脱エホバの証人に対するタカ派意見
エホバの証人関連のSNSなどで、「いつまでもエホバの証人を引きずってんじゃねぇ、やめたいならとっととやめやがれ」的なタカ派意見を目にすることがある。自分もかつてほとんど同じ考えだった。私がエホバの証人をやめてから20年間くらい。
私はエホバの証人をやめたあとは全力で遊び、仕事に打ち込んだ。エホバの証人的なモノは生活のすべてから完全シャットアウト。飛び込んでくる自宅への伝道者も、ドアを開けた瞬間に彼らと分かればドアを閉じた。
そうして過ごした20年。タカ派と少し違うのは、エホバの証人と口にすらしなかった点。つまり、「いつまでもエホバの証人を引きずってんじゃねぇ、やめたいならとっととやめやがれ」と思っていたけど、一切口にはしなかった。
完全なる一般人として過ごしていたので、「エホバの証人」と言ったところで誰にも通じなかっただろうし、周囲にエホバの証人関係者が皆無だった。そうなるように自身の周辺環境をデザインした。
エホバの証人という禁断のワードを持ち出したのは、エホバの証人の「残りの者」の人数をネットで調べようと検索したとき。ちなみに、このときにものみの塔による私の洗脳が解除された。

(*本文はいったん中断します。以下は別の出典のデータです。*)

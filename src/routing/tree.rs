//! Segment trie for path patterns.
//!
//! # Pattern Language
//! - `/` separated segments, leading and trailing slashes ignored
//! - literal segment: matched verbatim
//! - `:name`: matches any single segment and binds it under `name`
//! - `*` or `+`: matches the rest of the path (at least one segment);
//!   anything after it in a pattern is ignored
//!
//! # Design Decisions
//! - Built once, read-only afterwards; rebuilding means a new tree
//! - Patterns are inserted in sorted order so construction is reproducible
//! - One variable child per node; a later pattern renames it (last write wins)
//! - Lookup tries literal, then variable, then wildcard at every level and
//!   backtracks when a branch dead-ends

use std::collections::{BTreeMap, HashMap};

use crate::director::PathVariables;

const WILDCARDS: [&str; 2] = ["*", "+"];

/// Split a path or pattern into its segments.
pub fn split_segments(path: &str) -> Vec<&str> {
    let trimmed = path.trim_matches('/');
    if trimmed.is_empty() {
        Vec::new()
    } else {
        trimmed.split('/').collect()
    }
}

pub(crate) fn is_wildcard(segment: &str) -> bool {
    WILDCARDS.contains(&segment)
}

#[derive(Debug)]
struct RouteNode<T> {
    literals: HashMap<String, RouteNode<T>>,
    variable: Option<Box<RouteNode<T>>>,
    wildcard: Option<Box<RouteNode<T>>>,
    value: Option<T>,
    /// Variable name, only set on variable nodes.
    name: Option<String>,
}

impl<T> Default for RouteNode<T> {
    fn default() -> Self {
        Self {
            literals: HashMap::new(),
            variable: None,
            wildcard: None,
            value: None,
            name: None,
        }
    }
}

impl<T> RouteNode<T> {
    /// Depth-first lookup starting at `depth`. Bound variables are pushed as
    /// (name, segment index) and popped again when a branch fails.
    fn lookup<'n>(
        &'n self,
        segments: &[&str],
        depth: usize,
        bound: &mut Vec<(&'n str, usize)>,
    ) -> Option<(&'n T, Option<usize>)> {
        let Some(segment) = segments.get(depth) else {
            return self.value.as_ref().map(|value| (value, None));
        };

        if let Some(child) = self.literals.get(*segment) {
            if let Some(found) = child.lookup(segments, depth + 1, bound) {
                return Some(found);
            }
        }

        if let Some(child) = &self.variable {
            bound.push((child.name.as_deref().unwrap_or_default(), depth));
            if let Some(found) = child.lookup(segments, depth + 1, bound) {
                return Some(found);
            }
            bound.pop();
        }

        self.wildcard
            .as_ref()
            .and_then(|child| child.value.as_ref())
            .map(|value| (value, Some(depth)))
    }
}

/// Result of a successful lookup.
#[derive(Debug)]
pub struct RouteMatch<'a, T> {
    pub value: &'a T,
    pub variables: PathVariables,
    /// Path captured by a wildcard segment, without a leading slash.
    pub remainder: Option<String>,
}

/// Immutable lookup structure mapping path patterns to values.
#[derive(Debug)]
pub struct RouteTree<T> {
    root: RouteNode<T>,
    len: usize,
}

impl<T> RouteTree<T> {
    /// Build a tree from `(pattern, value)` pairs.
    ///
    /// Input order does not matter; duplicates of the same pattern string
    /// keep the value that came last.
    pub fn build<I, P>(routes: I) -> Self
    where
        I: IntoIterator<Item = (P, T)>,
        P: Into<String>,
    {
        let sorted: BTreeMap<String, T> = routes
            .into_iter()
            .map(|(pattern, value)| (pattern.into(), value))
            .collect();

        let mut tree = Self {
            root: RouteNode::default(),
            len: sorted.len(),
        };
        for (pattern, value) in sorted {
            tree.insert(&pattern, value);
        }
        tree
    }

    fn insert(&mut self, pattern: &str, value: T) {
        let segments = split_segments(pattern);
        let mut node = &mut self.root;

        for (index, segment) in segments.iter().enumerate() {
            if is_wildcard(segment) {
                if index + 1 < segments.len() {
                    tracing::warn!(pattern = %pattern, "Segments after wildcard are ignored");
                }
                node = &mut **node.wildcard.get_or_insert_with(Box::default);
                break;
            }

            node = match segment.strip_prefix(':') {
                Some(name) => {
                    let child = node.variable.get_or_insert_with(Box::default);
                    if let Some(previous) = child.name.as_deref().filter(|prev| *prev != name) {
                        tracing::warn!(
                            pattern = %pattern,
                            previous = %previous,
                            name = %name,
                            "Conflicting variable names at one level, last one wins"
                        );
                    }
                    child.name = Some(name.to_string());
                    &mut **child
                }
                None => node.literals.entry(segment.to_string()).or_default(),
            };
        }

        node.value = Some(value);
    }

    /// Match a request path against the tree.
    ///
    /// A node reached without an attached value (a prefix of a longer
    /// pattern) is not a match.
    pub fn find(&self, path: &str) -> Option<RouteMatch<'_, T>> {
        let segments = split_segments(path);
        let mut bound = Vec::new();
        let (value, wildcard_at) = self.root.lookup(&segments, 0, &mut bound)?;

        let variables = bound
            .into_iter()
            .map(|(name, index)| (name, segments[index]))
            .collect();
        let remainder = wildcard_at.map(|index| segments[index..].join("/"));

        Some(RouteMatch {
            value,
            variables,
            remainder,
        })
    }

    /// Number of distinct patterns the tree was built from.
    pub fn len(&self) -> usize {
        self.len
    }

    pub fn is_empty(&self) -> bool {
        self.len == 0
    }
}

#[cfg(test)]
mod tests {
    use super::*;
    use std::sync::Arc;

    fn tree(routes: &[(&str, &'static str)]) -> RouteTree<&'static str> {
        RouteTree::build(routes.iter().map(|(p, v)| (p.to_string(), *v)))
    }

    #[test]
    fn test_precedence_round_trip() {
        let rt = tree(&[("/a/b/c", "D1"), ("/a/:id/c", "D2"), ("/a/*", "D3")]);

        let m = rt.find("/a/b/c").unwrap();
        assert_eq!(*m.value, "D1");
        assert!(m.variables.is_empty());

        let m = rt.find("/a/x/c").unwrap();
        assert_eq!(*m.value, "D2");
        assert_eq!(m.variables.get("id"), Some("x"));

        let m = rt.find("/a/x/y").unwrap();
        assert_eq!(*m.value, "D3");
        assert!(m.variables.is_empty());
        assert_eq!(m.remainder.as_deref(), Some("x/y"));
    }

    #[test]
    fn test_literal_beats_variable_beats_wildcard() {
        let rt = tree(&[("/u/me", "literal"), ("/u/:id", "variable"), ("/u/*", "wildcard")]);

        assert_eq!(*rt.find("/u/me").unwrap().value, "literal");
        assert_eq!(*rt.find("/u/42").unwrap().value, "variable");
        assert_eq!(*rt.find("/u/42/posts").unwrap().value, "wildcard");
    }

    #[test]
    fn test_original_router_table() {
        let rt = tree(&[
            ("/segment1/segment2/segment3", "s1-exact"),
            ("/segment1/*", "s1-any"),
            ("/segment2/segment3", "s2"),
            ("/segment3/:user_id/*", "s3-any"),
            ("/segment3/:user_id/resource", "s3-resource"),
            ("/segment4/:user_id/*", "s4-any"),
            ("/", "root"),
        ]);

        let cases = [
            ("/segment1/segment2/segment3", Some("s1-exact")),
            ("/segment1/segment2/segment3/whatever", Some("s1-any")),
            ("/segment2/segment3/", Some("s2")),
            ("/segment3/user123/resource", Some("s3-resource")),
            ("/segment3/user123/whatever", Some("s3-any")),
            ("/segment4/user123/resource", Some("s4-any")),
            ("/nomatch/", None),
            ("/", Some("root")),
        ];

        for (path, expected) in cases {
            assert_eq!(rt.find(path).map(|m| *m.value), expected, "path {}", path);
        }

        let m = rt.find("/segment3/user123/whatever").unwrap();
        assert_eq!(m.variables.get("user_id"), Some("user123"));
    }

    #[test]
    fn test_incomplete_prefix_is_not_a_match() {
        let rt = tree(&[("/a/b/c", "deep")]);
        assert!(rt.find("/a/b").is_none());
        assert!(rt.find("/a").is_none());
        assert!(rt.find("/").is_none());
    }

    #[test]
    fn test_wildcard_needs_a_segment() {
        let rt = tree(&[("/files/+", "files")]);
        assert!(rt.find("/files").is_none());
        let m = rt.find("/files/x/y/z.txt").unwrap();
        assert_eq!(m.remainder.as_deref(), Some("x/y/z.txt"));
    }

    #[test]
    fn test_segments_after_wildcard_are_ignored() {
        let rt = tree(&[("/static/*/ignored", "static")]);
        assert_eq!(*rt.find("/static/css/site.css").unwrap().value, "static");
    }

    #[test]
    fn test_failed_variable_branch_unbinds() {
        let rt = tree(&[("/a/:id/c", "var"), ("/a/*", "any")]);
        let m = rt.find("/a/x/d").unwrap();
        assert_eq!(*m.value, "any");
        assert!(m.variables.get("id").is_none());
    }

    #[test]
    fn test_construction_is_order_independent() {
        let routes = [
            ("/a/b", "1"),
            ("/a/:x/c", "2"),
            ("/a/:y/d", "3"),
            ("/b/*", "4"),
        ];
        let forward = tree(&routes);
        let mut reversed = routes.to_vec();
        reversed.reverse();
        let backward = tree(&reversed);

        for path in ["/a/b", "/a/q/c", "/a/q/d", "/b/z", "/c"] {
            let f = forward.find(path).map(|m| (*m.value, m.variables));
            let b = backward.find(path).map(|m| (*m.value, m.variables));
            assert_eq!(f, b, "path {}", path);
        }

        // Sorted insertion: ":y" is inserted last and names the shared node.
        let m = forward.find("/a/q/c").unwrap();
        assert_eq!(m.variables.get("y"), Some("q"));
    }

    #[test]
    fn test_multiple_variables() {
        let rt = tree(&[("/users/:user/posts/:post", "post")]);
        let m = rt.find("/users/7/posts/99").unwrap();
        assert_eq!(m.variables.get("user"), Some("7"));
        assert_eq!(m.variables.get("post"), Some("99"));
        assert_eq!(m.variables.len(), 2);
    }

    #[test]
    fn test_concurrent_lookups() {
        let rt = Arc::new(tree(&[("/a/:id", "a"), ("/b/*", "b")]));
        let handles: Vec<_> = (0..8)
            .map(|i| {
                let rt = rt.clone();
                std::thread::spawn(move || {
                    for _ in 0..1000 {
                        let path = format!("/a/{}", i);
                        let m = rt.find(&path).unwrap();
                        assert_eq!(m.variables.get("id"), Some(i.to_string().as_str()));
                        assert_eq!(*rt.find("/b/x/y").unwrap().value, "b");
                    }
                })
            })
            .collect();
        for handle in handles {
            handle.join().unwrap();
        }
    }

    #[test]
    fn test_split_segments() {
        assert!(split_segments("/").is_empty());
        assert!(split_segments("").is_empty());
        assert_eq!(split_segments("/a/b/"), vec!["a", "b"]);
        assert_eq!(split_segments("a"), vec!["a"]);
    }
}
//! Director-based reverse proxy.
//!
//! # Architecture Overview
//!
//! ```text
//!   Client ──▶ http::server ──▶ http::proxy ──▶ director chain ──────────────┐
//!                                    │           correlation                 │
//!                                    │           token exchange              │
//!                                    │           rate limit                  │
//!                                    │           router ─▶ upstream rewrite  │
//!                                    │                                       │
//!                                    │◀──────── cancelled? ◀─────────────────┘
//!                                    │
//!                    error response ◀┴▶ http::transport ──▶ Backend
//! ```
//!
//! Config reloads rebuild the chain and swap it in; the admin API can change
//! rate-limit groups and register extra directors at runtime.

use std::path::PathBuf;

use clap::Parser;

#[derive(Parser)]
#[command(name = "director-proxy", version)]
#[command(about = "Reverse proxy driven by a chain of request directors", long_about = None)]
struct Args {
    /// Path to the TOML configuration file. Watched for changes.
    #[arg(short, long, env = "DIRECTOR_PROXY_CONFIG")]
    config: Option<PathBuf>,
}

#[tokio::main]
async fn main() -> Result<(), Box<dyn std::error::Error + Send + Sync>> {
    let args = Args::parse();
    director_proxy::lifecycle::startup::run(args.config.as_deref()).await
}
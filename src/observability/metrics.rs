//! Metrics collection and exposition.
//!
//! # Metrics
//! - `proxy_requests_total` (counter): requests by method, status
//! - `proxy_request_duration_seconds` (histogram): latency distribution
//! - `proxy_cancelled_total` (counter): requests cancelled in the chain, by reason
//! - `proxy_rate_limited_total` (counter): requests delayed by the limiter, by group

use std::net::SocketAddr;
use std::time::Instant;

use metrics_exporter_prometheus::PrometheusBuilder;

/// Start the Prometheus scrape endpoint on `addr`.
pub fn init_metrics(addr: SocketAddr) {
    match PrometheusBuilder::new().with_http_listener(addr).install() {
        Ok(()) => tracing::info!(address = %addr, "Metrics endpoint started"),
        Err(e) => tracing::error!(error = %e, "Failed to install metrics exporter"),
    }
}

pub fn record_request(method: &str, status: u16, start: Instant) {
    metrics::counter!(
        "proxy_requests_total",
        "method" => method.to_string(),
        "status" => status.to_string()
    )
    .increment(1);
    metrics::histogram!("proxy_request_duration_seconds").record(start.elapsed().as_secs_f64());
}

pub fn record_cancelled(reason: &'static str) {
    metrics::counter!("proxy_cancelled_total", "reason" => reason).increment(1);
}

pub fn record_rate_limited(group: &str) {
    metrics::counter!("proxy_rate_limited_total", "group" => group.to_string()).increment(1);
}
use axum::{
    body::Body,
    extract::State,
    http::{header::AUTHORIZATION, Request, StatusCode},
    middleware::Next,
    response::Response,
};

use crate::admin::AdminState;

pub async fn admin_auth_middleware(
    State(state): State<AdminState>,
    request: Request<Body>,
    next: Next,
) -> Result<Response, StatusCode> {
    let presented = request
        .headers()
        .get(AUTHORIZATION)
        .and_then(|h| h.to_str().ok())
        .and_then(|h| h.strip_prefix("Bearer "));

    match presented {
        Some(key) if key == &*state.api_key => Ok(next.run(request).await),
        _ => {
            tracing::warn!(path = %request.uri().path(), "Rejected unauthenticated admin request");
            Err(StatusCode::UNAUTHORIZED)
        }
    }
}
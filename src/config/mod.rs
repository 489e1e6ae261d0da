//! Configuration management subsystem.
//!
//! # Data Flow
//! ```text
//! config file (TOML)
//!     → loader.rs (parse & deserialize)
//!     → validation.rs (semantic checks)
//!     → ProxyConfig (validated, immutable)
//!     → director::pipeline builds the chain from it
//!
//! On file change:
//!     watcher.rs detects change
//!     → loader.rs loads new config
//!     → validation.rs validates
//!     → server rebuilds the chain and swaps it atomically
//! ```
//!
//! # Design Decisions
//! - Config is immutable once loaded; changes require full reload
//! - All fields have defaults to allow minimal configs
//! - Validation separates syntactic (serde) from semantic checks

pub mod loader;
pub mod schema;
pub mod validation;
pub mod watcher;

pub use loader::{load_config, ConfigError};
pub use schema::{ProxyConfig, RateLimitGroupConfig, RouteConfig};
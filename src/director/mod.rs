//! Director subsystem.
//!
//! # Data Flow
//! ```text
//! Inbound request
//!     → request.rs (split into ProxyRequest + body)
//!     → chain.rs (run directors in order, stop on cancellation)
//!         → correlation.rs, token_exchange.rs, rate_limit.rs
//!         → routing::RouterDirector → upstream.rs (URL rewrite)
//!     → http::proxy (forward or synthesize the error)
//! ```
//!
//! # Design Decisions
//! - Directors mutate routing metadata only, never the body
//! - A director reports failure by cancelling the request, not by returning
//! - Directors are shared trait objects; one instance serves all requests

use std::sync::Arc;

use async_trait::async_trait;

pub mod chain;
pub mod correlation;
pub mod pipeline;
pub mod rate_limit;
pub mod request;
pub mod token_exchange;
pub mod upstream;

pub use chain::Chain;
pub use request::{Cancellation, PathVariables, ProxyRequest};
pub use upstream::{SingleHost, UpstreamTarget};

/// A composable request transformation step.
#[async_trait]
pub trait Director: Send + Sync {
    /// Transform the request in place, or cancel it.
    async fn direct(&self, req: &mut ProxyRequest);

    /// Short name used in logs.
    fn name(&self) -> &'static str {
        "director"
    }
}

#[async_trait]
impl<D: Director + ?Sized> Director for Arc<D> {
    async fn direct(&self, req: &mut ProxyRequest) {
        (**self).direct(req).await
    }

    fn name(&self) -> &'static str {
        (**self).name()
    }
}

/// Director backed by a synchronous closure.
pub struct FnDirector<F>(F);

/// Wrap a closure as a director.
pub fn from_fn<F>(f: F) -> FnDirector<F>
where
    F: Fn(&mut ProxyRequest) + Send + Sync + 'static,
{
    FnDirector(f)
}

#[async_trait]
impl<F> Director for FnDirector<F>
where
    F: Fn(&mut ProxyRequest) + Send + Sync + 'static,
{
    async fn direct(&self, req: &mut ProxyRequest) {
        (self.0)(req)
    }

    fn name(&self) -> &'static str {
        "fn"
    }
}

もう一度は現在の妻と付き合うとき。マジメに付き合うなら、さすがに自分の出自を明かすべきかと考え、エホバの証人2世という過去をカミングアウトした。
エホバの証人を完全シャットアウトした20年。その間、エホバの証人と発声したりキーボードに打ち込んだのは、たったのこの2回。今だと「え」の予測変換で「エホバの証人」と出てくるので、1日に100回近く打ち込んでいる気もする。現役時代にもない熱心さ。
この熱心さで情報収集しているあいだに考えも変わってきた。「いつまでもエホバの証人を引きずっている」のは自分も同じ。私なんか20年かけて聖書のことなんか、きれいさっぱり忘れたのに、今さらエホバの証人のことを蒸し返している。
しかも20年かけて、ものみの塔に対する恨みだけを濃縮還元している。さらにたちが悪い。「引きずっている」レベルでなく、人生後半における大きな課題の一つとして捉えている。ライフワーク。
「やめたいならとっととやめやがれ」も同じ。これは浅はかな考えだった。簡単にやめられるのなら、誰もがとっくにやめているはず。各人が個人的な問題や事情を抱えている。
私だってそうだった。マインドコントロール両親を切り捨てる決断をするのに、青春の日々を3年も浪費した。というか、体罰されない年齢になるのと、経済制裁を受けても何とかなるギリギリの年齢まで待つしかなかった。
しかし、タカ派には何を言ってもすぐには通じないのだろう。かつての自分がそうだったから。
それでも、念のため書いておくと、
「いつまでもエホバの証人を引きずってんじゃねぇ」発言は、ご自身がエホバの証人を引きずっていることの表出。
「いつまでもエホバの証人を引きずっている人」も「やめたくてもやめられない人」も必死に生きている。理想と過酷な現実との差分を、縮めたり埋めたりするために何かを懸命に表現している。
それをね、僕たちみたいにエホバの証人完全シャットアウト、問題から目を背けていた人間がとやかく言う筋合いはないんじゃないかと。